Though these criteria do not apply to all of the documents eventually included here, they provided sufficient direction initially to identify what would become a surprisingly large body of antebellum student writing. Once I had searched the SHC for each decade of this study, I consulted the Dialectic and Philanthropic Society Records housed in the University Archives (UA) for additional examples of writing by students whose letters, compositions, and diaries I had been reading. Proceeding a decade at a time helped me keep in mind the names, dates, and events shaping a brief period of the University's history and often resulted in my being able to match a student letter with his Society writings or to connect an early draft of a composition housed in the SHC with the final version filed in the Dialectic Society Records. During this early period of my research I also read relevant histories of the University of North Carolina, of other American universities, of the state of North Carolina, of public education in the South, of the education of African-Americans and women, and of nineteenth-century rhetorical theory and literacy instruction.

Between Fall 1991 and Spring 1994 the documents I had photocopied became the basis of a course assignment for graduate students enrolled in the Department of English's bibliography and research methods course. Team-taught with colleagues in medieval and American literature, all of whom were experienced editors, this course became an important workshop for discussing and solving the editorial problems presented by nineteenth-century documents written by students. Approximately 120 graduate students during this period received from one to three manuscripts that they were instructed to transcribe, emend, and annotate.
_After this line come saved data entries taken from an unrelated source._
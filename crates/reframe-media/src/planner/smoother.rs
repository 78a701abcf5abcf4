//! Position smoothing.
//!
//! Both strategies return exactly one output per input value:
//! - [`moving_average`]: centered window, edges averaged over the samples
//!   actually available instead of zero-padded
//! - [`RecursiveFilter`]: causal single-state estimator seeded by the first
//!   measurement

use serde::{Deserialize, Serialize};

use super::config::{AnalysisScope, PlannerConfig, SmootherKind};

/// A configured smoothing strategy.
#[derive(Debug, Clone, Copy, PartialEq, Serialize, Deserialize)]
#[serde(tag = "kind", rename_all = "snake_case")]
pub enum Smoother {
    MovingAverage {
        window: usize,
    },
    Recursive {
        process_variance: f64,
        measurement_variance: f64,
    },
}

impl Smoother {
    /// Strategy configured for a request scope.
    pub fn from_config(config: &PlannerConfig, scope: AnalysisScope) -> Self {
        match config.smoother {
            SmootherKind::MovingAverage => Smoother::MovingAverage {
                window: config.window_for(scope),
            },
            SmootherKind::Recursive => Smoother::Recursive {
                process_variance: config.process_variance,
                measurement_variance: config.measurement_variance,
            },
        }
    }

    pub fn apply(&self, values: &[f64]) -> Vec<f64> {
        match *self {
            Smoother::MovingAverage { window } => moving_average(values, window),
            Smoother::Recursive {
                process_variance,
                measurement_variance,
            } => recursive_smooth(values, process_variance, measurement_variance),
        }
    }
}

/// Window actually used for `count` samples: the configured window, or
/// `max(3, count / 2)` when there are fewer samples than that.
pub fn effective_window(count: usize, window: usize) -> usize {
    if count < window {
        (count / 2).max(3)
    } else {
        window.max(1)
    }
}

/// Centered moving average with edge correction.
///
/// With `half = w / 2`, index `j` averages:
/// - `values[0..=j + half]` when `j < half`
/// - `values[j - half..]` when `j >= n - half`
/// - `values[j - half..=j + (w - 1) / 2]` otherwise
pub fn moving_average(values: &[f64], window: usize) -> Vec<f64> {
    let n = values.len();
    if n <= 1 {
        return values.to_vec();
    }

    let w = effective_window(n, window);
    let half = w / 2;
    let right = (w - 1) / 2;

    let mut prefix = Vec::with_capacity(n + 1);
    prefix.push(0.0);
    for v in values {
        let last = prefix[prefix.len() - 1];
        prefix.push(last + v);
    }
    let mean = |lo: usize, hi: usize| (prefix[hi] - prefix[lo]) / (hi - lo) as f64;

    (0..n)
        .map(|j| {
            if j < half {
                mean(0, (j + half).min(n - 1) + 1)
            } else if j >= n - half.min(n) {
                mean(j - half, n)
            } else {
                mean(j - half, j + right + 1)
            }
        })
        .collect()
}

/// Single-state recursive estimator with process and measurement variance.
#[derive(Debug, Clone)]
pub struct RecursiveFilter {
    process_variance: f64,
    measurement_variance: f64,
    estimate: Option<f64>,
    error: f64,
}

impl RecursiveFilter {
    pub fn new(process_variance: f64, measurement_variance: f64) -> Self {
        Self {
            process_variance,
            measurement_variance,
            estimate: None,
            error: 1.0,
        }
    }

    /// Fold one measurement in and return the new estimate.
    pub fn update(&mut self, measurement: f64) -> f64 {
        let Some(estimate) = self.estimate else {
            self.estimate = Some(measurement);
            return measurement;
        };

        let predicted_error = self.error + self.process_variance;
        let gain = predicted_error / (predicted_error + self.measurement_variance);
        let next = estimate + gain * (measurement - estimate);

        self.error = (1.0 - gain) * predicted_error;
        self.estimate = Some(next);
        next
    }
}

/// Run a fresh [`RecursiveFilter`] over `values`.
pub fn recursive_smooth(values: &[f64], process_variance: f64, measurement_variance: f64) -> Vec<f64> {
    let mut filter = RecursiveFilter::new(process_variance, measurement_variance);
    values.iter().map(|v| filter.update(*v)).collect()
}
Students also were told to prepare an introduction to the edited document(s) in which they offered a biographical sketch of the writer and discussed textual matters. These research assignments, which were submitted for a grade, not only introduced students to basic principles of documentary editing but also helped me develop an eye for nineteenth-century handwriting and strategies for presenting these materials. Some of the documents that were first edited by graduate students enrolled in the bibliography and research methods class are included with permission in this collection. The graduate students' names appear in the document's "About This E-Edition" information.